No se ha hecho nada para actualizar el sistema autonómico después de 40 años de funcionamiento, y en esto son tan responsables el PSOE como el PP, pese a que entre los especialistas existe un consenso general sobre algunas de las deficiencias del modelo territorial, diseñado cuando ni siquiera España formaba parte de la Unión Europea, y que hoy es la principal fuente del derecho.
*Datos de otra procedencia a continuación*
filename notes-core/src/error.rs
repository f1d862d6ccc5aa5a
use thiserror::Error;

#[derive(Error, Debug)]
pub enum NotesError {
    #[error("{0}")]
    Validation(String),

    #[error("Note with id {0} not found")]
    NotFound(u64),

    #[error("IO error: {0}")]
    Io(#[from] std::io::Error),

    #[error("JSON error: {0}")]
    Json(#[from] serde_json::Error),

    #[error("Config error: {0}")]
    Config(#[from] config::ConfigError),
}

impl NotesError {
    pub fn validation(msg: impl Into<String>) -> Self {
        Self::Validation(msg.into())
    }
}

pub type Result<T> = std::result::Result<T, NotesError>;
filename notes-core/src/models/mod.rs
pub mod note;

pub use note::{Note, NotePayload};
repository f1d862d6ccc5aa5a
pub mod http;
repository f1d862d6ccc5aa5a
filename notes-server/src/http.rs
//! Notes HTTP REST API
//!
//! Axum-based HTTP server exposing CRUD over the note collection.
//!
//! Architecture: each endpoint has a thin axum handler that delegates to a pure
//! inner function. The inner functions take the shared state directly and are
//! testable without axum dispatch machinery.
//!
//! Endpoints:
//! - GET    /health     — liveness check, independent of the notes service
//! - GET    /notes      — list all notes in insertion order
//! - POST   /notes      — create a note
//! - GET    /notes/:id  — fetch one note
//! - PUT    /notes/:id  — replace title (and content, if given)
//! - DELETE /notes/:id  — delete a note

use std::sync::{Arc, Mutex, MutexGuard};

use anyhow::Result;
use axum::body::Bytes;
use axum::extract::{Path, State};
use axum::http::{header, HeaderMap, HeaderValue, Method, StatusCode};
use axum::response::{IntoResponse, Response};
use axum::routing::get;
use axum::{Json, Router};
use notes_core::{NotePayload, NotesConfig, NotesError, NotesService};
use serde::Serialize;
use tokio::net::TcpListener;
use tokio::sync::broadcast;
use tower_http::cors::CorsLayer;
use tower_http::trace::TraceLayer;

/// Shared state for all HTTP handlers.
///
/// The mutex serializes every mutation together with its file rewrite.
pub struct HttpState {
    pub notes: Mutex<NotesService>,
    pub config: NotesConfig,
}

impl HttpState {
    pub fn new(service: NotesService, config: NotesConfig) -> Self {
        Self {
            notes: Mutex::new(service),
            config,
        }
    }

    fn lock(&self) -> Result<MutexGuard<'_, NotesService>, ApiError> {
        self.notes.lock().map_err(|_| {
            ApiError::Internal("notes state lock poisoned".to_string())
        })
    }
}

/// Build the Axum router with all endpoints
pub fn build_router(state: Arc<HttpState>) -> Router {
    let cors_origins = state.config.http.cors_allowed_origins.clone();

    let router = Router::new()
        .route("/health", get(health_handler))
        .route("/notes", get(list_handler).post(create_handler))
        .route(
            "/notes/:id",
            get(get_handler).put(update_handler).delete(delete_handler),
        )
        .fallback(fallback_handler)
        .layer(TraceLayer::new_for_http())
        .with_state(state);

    if cors_origins.is_empty() {
        router
    } else {
        router.layer(build_cors_layer(&cors_origins))
    }
}

fn build_cors_layer(origins: &[String]) -> CorsLayer {
    let mut parsed = Vec::new();
    for origin in origins {
        match HeaderValue::from_str(origin) {
            Ok(value) => parsed.push(value),
            Err(err) => tracing::warn!("ignoring invalid CORS origin '{origin}': {err}"),
        }
    }

    CorsLayer::new()
        .allow_methods([Method::GET, Method::POST, Method::PUT, Method::DELETE])
        .allow_headers([axum::http::header::CONTENT_TYPE])
        .allow_origin(parsed)
}

/// Start the HTTP server on the configured address.
/// Gracefully shuts down when the broadcast shutdown signal fires.
pub async fn start_http_server(
    state: Arc<HttpState>,
    mut shutdown: broadcast::Receiver<()>,
) -> Result<()> {
    let addr = state.config.http.bind_addr();
    let app = build_router(state);
    let listener = TcpListener::bind(&addr).await?;
    tracing::info!("Notes HTTP API listening on http://{}", addr);

    axum::serve(listener, app)
        .with_graceful_shutdown(async move {
            let _ = shutdown.recv().await;
            tracing::info!("HTTP server shutting down...");
        })
        .await?;

    Ok(())
}

// ============================================================================
// Errors
// ============================================================================

/// Standard HTTP error body
#[derive(Debug, Serialize)]
pub struct ErrorResponse {
    pub message: String,
}

/// Boundary error: the only place notes errors become status codes.
#[derive(Debug)]
pub enum ApiError {
    BadRequest(String),
    NotFound(String),
    Internal(String),
}

impl ApiError {
    pub fn status(&self) -> StatusCode {
        match self {
            Self::BadRequest(_) => StatusCode::BAD_REQUEST,
            Self::NotFound(_) => StatusCode::NOT_FOUND,
            Self::Internal(_) => StatusCode::INTERNAL_SERVER_ERROR,
        }
    }

    pub fn message(&self) -> &str {
        match self {
            Self::BadRequest(m) | Self::NotFound(m) => m.as_str(),
            Self::Internal(_) => "Internal server error",
        }
    }
}

impl From<NotesError> for ApiError {
    fn from(err: NotesError) -> Self {
        match err {
            NotesError::Validation(_) => Self::BadRequest(err.to_string()),
            NotesError::NotFound(_) => Self::NotFound(err.to_string()),
            other => Self::Internal(other.to_string()),
        }
    }
}

impl IntoResponse for ApiError {
    fn into_response(self) -> Response {
        if let Self::Internal(detail) = &self {
            tracing::error!("Unhandled request failure: {}", detail);
        }
        let body = ErrorResponse {
            message: self.message().to_string(),
        };
        (self.status(), Json(body)).into_response()
    }
}

// ============================================================================
// Inner (directly testable) functions
// ============================================================================

/// Inner health — pure, never touches the notes service.
pub fn health_inner(environment: &str) -> serde_json::Value {
    serde_json::json!({
        "status": "ok",
        "message": "Notes API is running",
        "timestamp": chrono::Utc::now().to_rfc3339(),
        "environment": environment,
    })
}

/// Parse a path id; anything but an unsigned integer is a 400.
pub fn parse_id(raw: &str) -> Result<u64, ApiError> {
    raw.parse::<u64>()
        .map_err(|_| ApiError::BadRequest("Invalid note id".to_string()))
}

/// Decode a request body. An empty body, or one not declared as JSON, reads as
/// `null` (a payload without a title); only malformed JSON is rejected.
pub fn parse_body(headers: &HeaderMap, body: &[u8]) -> Result<serde_json::Value, ApiError> {
    let is_json = headers
        .get(header::CONTENT_TYPE)
        .and_then(|v| v.to_str().ok())
        .map(|ct| {
            let mime = ct.split(';').next().unwrap_or("").trim();
            mime == "application/json" || mime.ends_with("+json")
        })
        .unwrap_or(false);

    if !is_json || body.iter().all(u8::is_ascii_whitespace) {
        return Ok(serde_json::Value::Null);
    }

    serde_json::from_slice(body)
        .map_err(|e| ApiError::BadRequest(format!("Invalid JSON body: {}", e)))
}

pub fn list_inner(state: &HttpState) -> Result<serde_json::Value, ApiError> {
    let notes = state.lock()?;
    to_json(notes.list())
}

pub fn get_inner(state: &HttpState, raw_id: &str) -> Result<serde_json::Value, ApiError> {
    let id = parse_id(raw_id)?;
    let note = state.lock()?.get_by_id(id)?;
    to_json(&note)
}

pub fn create_inner(
    state: &HttpState,
    body: &serde_json::Value,
) -> Result<(StatusCode, serde_json::Value), ApiError> {
    let payload = NotePayload::from_value(body);
    let note = state.lock()?.create(&payload)?;
    Ok((StatusCode::CREATED, to_json(&note)?))
}

pub fn update_inner(
    state: &HttpState,
    raw_id: &str,
    body: &serde_json::Value,
) -> Result<serde_json::Value, ApiError> {
    let id = parse_id(raw_id)?;
    let payload = NotePayload::from_value(body);
    let note = state.lock()?.update(id, &payload)?;
    to_json(&note)
}

pub fn delete_inner(state: &HttpState, raw_id: &str) -> Result<StatusCode, ApiError> {
    let id = parse_id(raw_id)?;
    state.lock()?.delete(id)?;
    Ok(StatusCode::NO_CONTENT)
}

fn to_json<T: Serialize + ?Sized>(value: &T) -> Result<serde_json::Value, ApiError> {
    serde_json::to_value(value).map_err(|e| ApiError::Internal(e.to_string()))
}

// ============================================================================
// Axum handler wrappers (thin — delegate to inner functions)
// ============================================================================

pub async fn health_handler(State(state): State<Arc<HttpState>>) -> impl IntoResponse {
    (
        StatusCode::OK,
        Json(health_inner(&state.config.service.environment)),
    )
}

pub async fn list_handler(
    State(state): State<Arc<HttpState>>,
) -> Result<Json<serde_json::Value>, ApiError> {
    list_inner(&state).map(Json)
}

pub async fn get_handler(
    State(state): State<Arc<HttpState>>,
    Path(id): Path<String>,
) -> Result<Json<serde_json::Value>, ApiError> {
    get_inner(&state, &id).map(Json)
}

pub async fn create_handler(
    State(state): State<Arc<HttpState>>,
    headers: HeaderMap,
    body: Bytes,
) -> Result<(StatusCode, Json<serde_json::Value>), ApiError> {
    let body = parse_body(&headers, &body)?;
    let (status, note) = create_inner(&state, &body)?;
    Ok((status, Json(note)))
}

pub async fn update_handler(
    State(state): State<Arc<HttpState>>,
    Path(id): Path<String>,
    headers: HeaderMap,
    body: Bytes,
) -> Result<Json<serde_json::Value>, ApiError> {
    // Bad ids are reported before body problems.
    parse_id(&id)?;
    let body = parse_body(&headers, &body)?;
    update_inner(&state, &id, &body).map(Json)
}

pub async fn delete_handler(
    State(state): State<Arc<HttpState>>,
    Path(id): Path<String>,
) -> Result<StatusCode, ApiError> {
    delete_inner(&state, &id)
}

pub async fn fallback_handler() -> ApiError {
    ApiError::NotFound("Route not found".to_string())
}

// ============================================================================
// Unit Tests — call inner functions directly
// ============================================================================

#[cfg(test)]
mod tests {
    use super::*;
    use notes_core::JsonFileStore;
    use serde_json::json;

    fn make_state() -> (tempfile::TempDir, HttpState) {
        let dir = tempfile::tempdir().unwrap();
        let store = JsonFileStore::new(dir.path().join("notes.json"));
        let state = HttpState::new(NotesService::open(store), NotesConfig::default());
        (dir, state)
    }

    // ========================================================================
    // TEST 1: health_inner is pure and returns the expected fields
    // ========================================================================
    #[test]
    fn test_health_inner_fields() {
        let body = health_inner("staging");
        assert_eq!(body["status"], "ok");
        assert_eq!(body["message"], "Notes API is running");
        assert_eq!(body["environment"], "staging");
        assert!(body["timestamp"].is_string());
    }

    // ========================================================================
    // TEST 2: parse_id accepts integers only
    // ========================================================================
    #[test]
    fn test_parse_id() {
        assert_eq!(parse_id("17").unwrap(), 17);
        for bad in ["abc", "1.5", "-3", "", "12abc"] {
            let err = parse_id(bad).unwrap_err();
            assert_eq!(err.status(), StatusCode::BAD_REQUEST, "id {:?}", bad);
        }
    }

    // ========================================================================
    // TEST 3: NotesError maps onto the right status codes
    // ========================================================================
    #[test]
    fn test_error_mapping() {
        let v: ApiError = NotesError::validation("Title is required").into();
        assert_eq!(v.status(), StatusCode::BAD_REQUEST);
        assert_eq!(v.message(), "Title is required");

        let nf: ApiError = NotesError::NotFound(9).into();
        assert_eq!(nf.status(), StatusCode::NOT_FOUND);
        assert_eq!(nf.message(), "Note with id 9 not found");

        let io: ApiError = NotesError::Io(std::io::Error::other("disk")).into();
        assert_eq!(io.status(), StatusCode::INTERNAL_SERVER_ERROR);
        assert_eq!(io.message(), "Internal server error");
    }

    // ========================================================================
    // TEST 4: create_inner returns 201 with the stored note
    // ========================================================================
    #[test]
    fn test_create_inner() {
        let (_dir, state) = make_state();
        let (status, body) =
            create_inner(&state, &json!({"title": "Hello", "content": "World"})).unwrap();
        assert_eq!(status, StatusCode::CREATED);
        assert_eq!(body["id"], 1);
        assert_eq!(body["title"], "Hello");
        assert_eq!(body["content"], "World");
    }

    // ========================================================================
    // TEST 5: create_inner without a title is a 400
    // ========================================================================
    #[test]
    fn test_create_inner_missing_title() {
        let (_dir, state) = make_state();
        let err = create_inner(&state, &json!({"content": "orphan"})).unwrap_err();
        assert_eq!(err.status(), StatusCode::BAD_REQUEST);
        assert_eq!(list_inner(&state).unwrap(), json!([]));
    }

    // ========================================================================
    // TEST 6: get/update/delete with a bad id never reach the service
    // ========================================================================
    #[test]
    fn test_bad_id_rejected() {
        let (_dir, state) = make_state();
        assert_eq!(get_inner(&state, "x").unwrap_err().status(), StatusCode::BAD_REQUEST);
        assert_eq!(
            update_inner(&state, "x", &json!({"title": "t"})).unwrap_err().status(),
            StatusCode::BAD_REQUEST
        );
        assert_eq!(delete_inner(&state, "x").unwrap_err().status(), StatusCode::BAD_REQUEST);
    }

    // ========================================================================
    // TEST 7: full inner lifecycle
    // ========================================================================
    #[test]
    fn test_inner_lifecycle() {
        let (_dir, state) = make_state();
        create_inner(&state, &json!({"title": "A"})).unwrap();
        create_inner(&state, &json!({"title": "B"})).unwrap();

        let updated = update_inner(&state, "1", &json!({"title": "A2"})).unwrap();
        assert_eq!(updated["title"], "A2");

        assert_eq!(delete_inner(&state, "2").unwrap(), StatusCode::NO_CONTENT);
        assert_eq!(
            get_inner(&state, "2").unwrap_err().status(),
            StatusCode::NOT_FOUND
        );

        let list = list_inner(&state).unwrap();
        assert_eq!(list.as_array().unwrap().len(), 1);
        assert_eq!(list[0]["id"], 1);
    }

    // ========================================================================
    // TEST 8: parse_body treats empty or non-JSON bodies as null
    // ========================================================================
    #[test]
    fn test_parse_body() {
        let mut json_headers = HeaderMap::new();
        json_headers.insert(
            header::CONTENT_TYPE,
            HeaderValue::from_static("application/json; charset=utf-8"),
        );

        assert_eq!(parse_body(&HeaderMap::new(), b"").unwrap(), serde_json::Value::Null);
        assert_eq!(
            parse_body(&HeaderMap::new(), b"{\"title\": \"x\"}").unwrap(),
            serde_json::Value::Null
        );
        assert_eq!(parse_body(&json_headers, b"  \n").unwrap(), serde_json::Value::Null);
        assert_eq!(
            parse_body(&json_headers, b"{\"title\": \"x\"}").unwrap(),
            json!({"title": "x"})
        );

        let err = parse_body(&json_headers, b"{\"title\": ").unwrap_err();
        assert_eq!(err.status(), StatusCode::BAD_REQUEST);
    }
}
En concreto, asuntos como la falta de precisión en la distribución de competencias; la inexistencia de mecanismos de influencia real de las comunidades autónomas en las decisiones que adopta el Gobierno central, principalmente a través del Senado; el seguidismo partidista con que actúan los ejecutivos autonómicos respecto de su jefe de filas o, incluso, la asimetría que existe entre lo que los gobiernos autonómicos gastan y lo que recaudan, algo que convierte al Gobierno central en una especie de tesorero general, con todo lo que ello supone desde un punto de vista político. En definitiva, deficiencias que el sistema político no ha sabido dar respuesta. ¿Qué fue de la corresponsabilidad fiscal?
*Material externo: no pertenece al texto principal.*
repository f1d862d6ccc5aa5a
use chrono::{DateTime, Utc};
use serde::{Deserialize, Serialize};
use serde_json::Value;

use crate::error::{NotesError, Result};

#[derive(Debug, Clone, PartialEq, Eq, Serialize, Deserialize)]
#[serde(rename_all = "camelCase")]
pub struct Note {
    pub id: u64,
    pub title: String,
    #[serde(default)]
    pub content: String,
    pub created_at: DateTime<Utc>,
    pub updated_at: DateTime<Utc>,
}

/// Create/update request body.
///
/// Fields of the wrong JSON type are treated as absent, so `{"title": 5}`
/// fails validation the same way a missing title does.
#[derive(Debug, Clone, Default, PartialEq, Eq)]
pub struct NotePayload {
    pub title: Option<String>,
    pub content: Option<String>,
}

impl NotePayload {
    pub fn new(title: impl Into<String>, content: Option<&str>) -> Self {
        Self {
            title: Some(title.into()),
            content: content.map(str::to_string),
        }
    }

    pub fn from_value(body: &Value) -> Self {
        Self {
            title: body["title"].as_str().map(str::to_string),
            content: body["content"].as_str().map(str::to_string),
        }
    }

    /// Trimmed title, or a validation error when it is missing or blank.
    pub fn require_title(&self) -> Result<String> {
        match self.title.as_deref().map(str::trim) {
            Some(t) if !t.is_empty() => Ok(t.to_string()),
            _ => Err(NotesError::validation("Title is required")),
        }
    }
}
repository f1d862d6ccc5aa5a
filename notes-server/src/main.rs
use std::sync::Arc;

use clap::Parser;
use notes_core::{JsonFileStore, NotesConfig, NotesService};
use tokio::sync::broadcast;
use tracing_subscriber::{fmt, EnvFilter};

use notes_server::http::{self, HttpState};

#[derive(Parser, Debug)]
#[command(author, version, about, long_about = None)]
struct Args {
    #[arg(short, long, default_value = "notes.toml")]
    config: String,

    /// Override `http.port`
    #[arg(short, long)]
    port: Option<u16>,

    /// Override `storage.data_file`
    #[arg(long)]
    data_file: Option<String>,

    #[arg(long)]
    health: bool,
}

#[tokio::main]
async fn main() -> anyhow::Result<()> {
    // Load .env file if present (dev convenience — production uses real env vars)
    dotenvy::dotenv().ok();

    let args = Args::parse();

    // Load config
    let mut config = match NotesConfig::load(&args.config) {
        Ok(c) => c,
        Err(e) => {
            eprintln!("Failed to load config from {}: {}", args.config, e);
            std::process::exit(1);
        }
    };
    if let Some(port) = args.port {
        config.http.port = port;
    }
    if let Some(data_file) = args.data_file {
        config.storage.data_file = data_file;
    }

    // Init logging
    let filter = EnvFilter::try_from_default_env()
        .unwrap_or_else(|_| EnvFilter::new(&config.service.log_level));
    fmt().with_env_filter(filter).init();

    let store = JsonFileStore::new(&config.storage.data_file);

    if args.health {
        let service = NotesService::open(store);
        println!("✅ Notes file: {}", config.storage.data_file);
        println!("✅ Notes loaded: {}", service.len());
        println!("✅ Environment: {}", config.service.environment);
        return Ok(());
    }

    let service = NotesService::open(store);
    let state = Arc::new(HttpState::new(service, config));

    let (tx, _rx) = broadcast::channel(1);
    let shutdown_tx = tx.clone();

    tokio::spawn(async move {
        if let Err(e) = tokio::signal::ctrl_c().await {
            tracing::error!("Failed to listen for Ctrl+C: {}", e);
            return;
        }
        tracing::info!("Shutdown signal received");
        let _ = shutdown_tx.send(());
    });

    http::start_http_server(state, tx.subscribe()).await?;

    Ok(())
}
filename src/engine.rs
use serde::{Deserialize, Serialize};

use crate::roster::{RollState, Student};

#[derive(Debug, Clone, Copy, PartialEq, Eq, Serialize, Deserialize)]
#[serde(rename_all = "camelCase")]
pub enum SortField {
    None,
    FirstName,
    LastName,
}

impl SortField {
    pub fn parse(raw: &str) -> Option<Self> {
        match raw {
            "none" => Some(Self::None),
            "firstName" => Some(Self::FirstName),
            "lastName" => Some(Self::LastName),
            _ => None,
        }
    }
}

#[derive(Debug, Clone, Copy, PartialEq, Eq, Serialize, Deserialize)]
#[serde(rename_all = "lowercase")]
pub enum SortDirection {
    Ascending,
    Descending,
}

impl SortDirection {
    pub fn parse(raw: &str) -> Option<Self> {
        match raw {
            "ascending" => Some(Self::Ascending),
            "descending" => Some(Self::Descending),
            _ => None,
        }
    }
}

#[derive(Debug, Clone, Copy, PartialEq, Eq, Serialize, Deserialize)]
pub struct SortSpec {
    pub field: SortField,
    pub direction: SortDirection,
}

impl Default for SortSpec {
    fn default() -> Self {
        Self {
            field: SortField::None,
            direction: SortDirection::Ascending,
        }
    }
}

#[derive(Debug, Clone, Copy, PartialEq, Eq, Serialize, Deserialize)]
#[serde(rename_all = "lowercase")]
pub enum RollFilter {
    All,
    Present,
    Absent,
    Late,
}

impl RollFilter {
    pub fn parse(raw: &str) -> Option<Self> {
        match raw {
            "all" => Some(Self::All),
            other => RollState::parse(other).map(Self::from),
        }
    }

    /// Students with no recorded roll-state never match a concrete value.
    pub fn matches(self, student: &Student) -> bool {
        match self {
            Self::All => true,
            Self::Present => student.roll_state == Some(RollState::Present),
            Self::Absent => student.roll_state == Some(RollState::Absent),
            Self::Late => student.roll_state == Some(RollState::Late),
        }
    }
}

impl From<RollState> for RollFilter {
    fn from(state: RollState) -> Self {
        match state {
            RollState::Present => Self::Present,
            RollState::Absent => Self::Absent,
            RollState::Late => Self::Late,
        }
    }
}

/// Case-insensitive substring match on either name. The search string is
/// taken verbatim: only the truly empty string passes everything through,
/// so a whitespace-only search is still a search.
pub fn search_matches(student: &Student, search: &str) -> bool {
    if search.is_empty() {
        return true;
    }
    let needle = search.to_lowercase();
    student.first_name.to_lowercase().contains(&needle)
        || student.last_name.to_lowercase().contains(&needle)
}

/// Canonical derivation pipeline: search, then roll-state filter, then sort.
/// The input order is the fetch order and ties keep it (stable sort), so
/// re-sorting with identical keys never reshuffles the list.
pub fn derive_visible(
    full: &[Student],
    search: &str,
    sort: SortSpec,
    roll_filter: RollFilter,
) -> Vec<Student> {
    let mut visible: Vec<Student> = full
        .iter()
        .filter(|s| search_matches(s, search))
        .filter(|s| roll_filter.matches(s))
        .cloned()
        .collect();

    match sort.field {
        SortField::None => {}
        SortField::FirstName => sort_by_name(&mut visible, sort.direction, |s| s.first_name.as_str()),
        SortField::LastName => sort_by_name(&mut visible, sort.direction, |s| s.last_name.as_str()),
    }
    visible
}

fn sort_by_name<F>(students: &mut [Student], direction: SortDirection, field: F)
where
    F: Fn(&Student) -> &str,
{
    students.sort_by(|a, b| {
        let ord = field(a).to_lowercase().cmp(&field(b).to_lowercase());
        match direction {
            SortDirection::Ascending => ord,
            SortDirection::Descending => ord.reverse(),
        }
    });
}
No se ha hecho nada por actualizar el sistema autonómico después de 40 años, y en esto son tan responsables el PSOE como el PP

El resultado, como no podía ser de otra manera, es una sensación de caos que amenaza a la propia supervivencia del sistema autonómico, cuando en realidad se trata de una disfunción provocada por la dejadez de los partidos que han gobernado. Si hubiera existido un Senado digno de tan nombre, las comunidades autónomas, por ejemplo, hubieran podido elaborar criterios comunes en la lucha contra el virus en el marco de un diálogo horizontal y no necesariamente vertical, como se produce cuando es el Gobierno central quien impone medidas que luego deben ejecutar, precisamente, los propios gobiernos regionales.
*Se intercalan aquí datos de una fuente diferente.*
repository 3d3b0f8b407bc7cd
use super::handlers;
use super::types::{AppState, Request};
use crate::ipc::error::err;

pub fn handle_request(state: &mut AppState, req: Request) -> serde_json::Value {
    if let Some(resp) = handlers::core::try_handle(state, &req) {
        return resp;
    }
    if let Some(resp) = handlers::board::try_handle(state, &req) {
        return resp;
    }
    if let Some(resp) = handlers::roster::try_handle(state, &req) {
        return resp;
    }
    if let Some(resp) = handlers::roll::try_handle(state, &req) {
        return resp;
    }

    err(
        &req.id,
        "not_implemented",
        format!("unknown method: {}", req.method),
        None,
    )
}
use std::path::PathBuf;

use serde_json::json;

use crate::ipc::error::{err, ok};
use crate::ipc::helpers::{board_err, board_mut, view_json};
use crate::ipc::types::{AppState, Request};
use crate::roster::Student;
use crate::seed;

fn handle_begin_load(state: &mut AppState, req: &Request) -> serde_json::Value {
    let board = match board_mut(state, req) {
        Ok(b) => b,
        Err(resp) => return resp,
    };
    match board.begin_load() {
        Ok(generation) => ok(
            &req.id,
            json!({ "generation": generation, "view": view_json(&board.view()) }),
        ),
        Err(e) => board_err(&req.id, e),
    }
}

fn handle_load_result(state: &mut AppState, req: &Request) -> serde_json::Value {
    let Some(generation) = req.params.get("generation").and_then(|v| v.as_u64()) else {
        return err(&req.id, "bad_params", "missing generation", None);
    };

    // The host reports either the fetched students or the fetch failure;
    // both resolve the same generation.
    if let Some(error_value) = req.params.get("error").filter(|v| !v.is_null()) {
        let Some(message) = error_value.as_str() else {
            return err(&req.id, "bad_params", "error must be a string", None);
        };
        let board = match board_mut(state, req) {
            Ok(b) => b,
            Err(resp) => return resp,
        };
        let applied = board.fail_load(generation, message.to_string());
        let mut result = json!({ "applied": applied, "view": view_json(&board.view()) });
        if !applied {
            result["reason"] = json!("stale_generation");
        }
        return ok(&req.id, result);
    }

    let Some(students_value) = req.params.get("students") else {
        return err(&req.id, "bad_params", "missing students or error", None);
    };
    let students: Vec<Student> = match serde_json::from_value(students_value.clone()) {
        Ok(v) => v,
        Err(e) => return err(&req.id, "bad_params", format!("bad students: {e}"), None),
    };
    let count = students.len();

    let board = match board_mut(state, req) {
        Ok(b) => b,
        Err(resp) => return resp,
    };
    if board.apply_load(generation, students) {
        ok(
            &req.id,
            json!({
                "applied": true,
                "studentCount": count,
                "view": view_json(&board.view()),
            }),
        )
    } else {
        ok(
            &req.id,
            json!({
                "applied": false,
                "reason": "stale_generation",
                "view": view_json(&board.view()),
            }),
        )
    }
}

fn handle_seed_demo(state: &mut AppState, req: &Request) -> serde_json::Value {
    let count = match req.params.get("count") {
        None | Some(serde_json::Value::Null) => seed::DEFAULT_COUNT,
        Some(v) => match v.as_u64() {
            Some(n) if n >= 1 && n as usize <= seed::MAX_COUNT => n as usize,
            _ => {
                return err(
                    &req.id,
                    "bad_params",
                    format!("count must be between 1 and {}", seed::MAX_COUNT),
                    Some(json!({ "count": v.clone() })),
                )
            }
        },
    };

    let pool = match req.params.get("namePoolPath").and_then(|v| v.as_str()) {
        Some(path) => match seed::parse_name_pool(&PathBuf::from(path)) {
            Ok(pool) => pool,
            Err(e) => return err(&req.id, "bad_params", format!("{e:#}"), None),
        },
        None => seed::builtin_name_pool(),
    };

    let board = match board_mut(state, req) {
        Ok(b) => b,
        Err(resp) => return resp,
    };
    match board.seed(seed::generate(&pool, count)) {
        Ok(generation) => ok(
            &req.id,
            json!({
                "generation": generation,
                "studentCount": count,
                "view": view_json(&board.view()),
            }),
        ),
        Err(e) => board_err(&req.id, e),
    }
}

pub fn try_handle(state: &mut AppState, req: &Request) -> Option<serde_json::Value> {
    match req.method.as_str() {
        "roster.beginLoad" => Some(handle_begin_load(state, req)),
        "roster.loadResult" => Some(handle_load_result(state, req)),
        "roster.seedDemo" => Some(handle_seed_demo(state, req)),
        _ => None,
    }
}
Se ha optado, al contrario, por confiar la coordinación a un consejo territorial de salud que se ha visto claramente desbordado, como lo demuestra no solo el último episodio con Madrid, sino el hecho de que cada gobierno, en los momentos más duros de la pandemia, elaborara su propia estrategia. Sin duda, porque el marco idóneo de colaboración hubiera sido un Senado con capacidad de decisión, lo que hubiera alejado la tensión política. Lógicamente, siempre que se hubiera respetado la lealtad institucional, que obliga a que las regiones no sean la caja de resonancia de consignas políticas, sino administraciones centradas en la gestión del día a día.

Agravios comparativos

No es ninguna novedad. Como alguien ha recordado, muchos juristas venían advirtiendo desde hace mucho tiempo que no existía una legislación clara para encarar crisis de esta naturaleza, como no la hay para garantizar la unidad de mercado que proclama la Constitución, y que es un lastre para muchas empresas que operan en distintas comunidades autónomas. Como tampoco hay respuesta a una realidad que crea todo tipo de agravios comparativos, como es el peaje que debe pagar el Estado, que representa a todas las CCAA, para que los gobiernos saquen adelante sus leyes con el apoyo de los partidos nacionalistas.

Ni siquiera se ha actualizado el sistema de financiación desde 2014, lo que da idea del desprecio por el cumplimiento de las leyes. Mientras que, en paralelo, los recursos del sistema se reparten de forma arbitraria sin criterios objetivos de nivelación. Es más, las entregas a cuenta a las CCAA no se han ajustado a la situación económico actual, con lo que será en 2022 cuando estalle el problema, como sucedió en 2010. En su lugar, se ha optado por un debate absurdo sobre el estado de alarma, que, necesariamente, no está pensado para resolver problemas de otra naturaleza.

Las costuras están a punto de saltar. Y será mejor, con virus o sin virus, que unos y otros se pongan manos a la obra. De lo contrario, es probable que España vuelva a revisitar su historia en los términos que lloraba el poeta.

Fue Arzalluz, precisamente Arzalluz, quien, en mayo de 1978, pocos meses antes de aprobarse la Constitución y en sede parlamentaria, advirtiera de una realidad incontestable. “No es exacto afirmar”, dijo el político vasco, “que la Constitución se fundamenta en la unidad de España. Es más bien la Constitución la que al fijar unas bases correctas, satisfactorias y mutuamente aceptadas conforma y asegura la unidad de Estado”.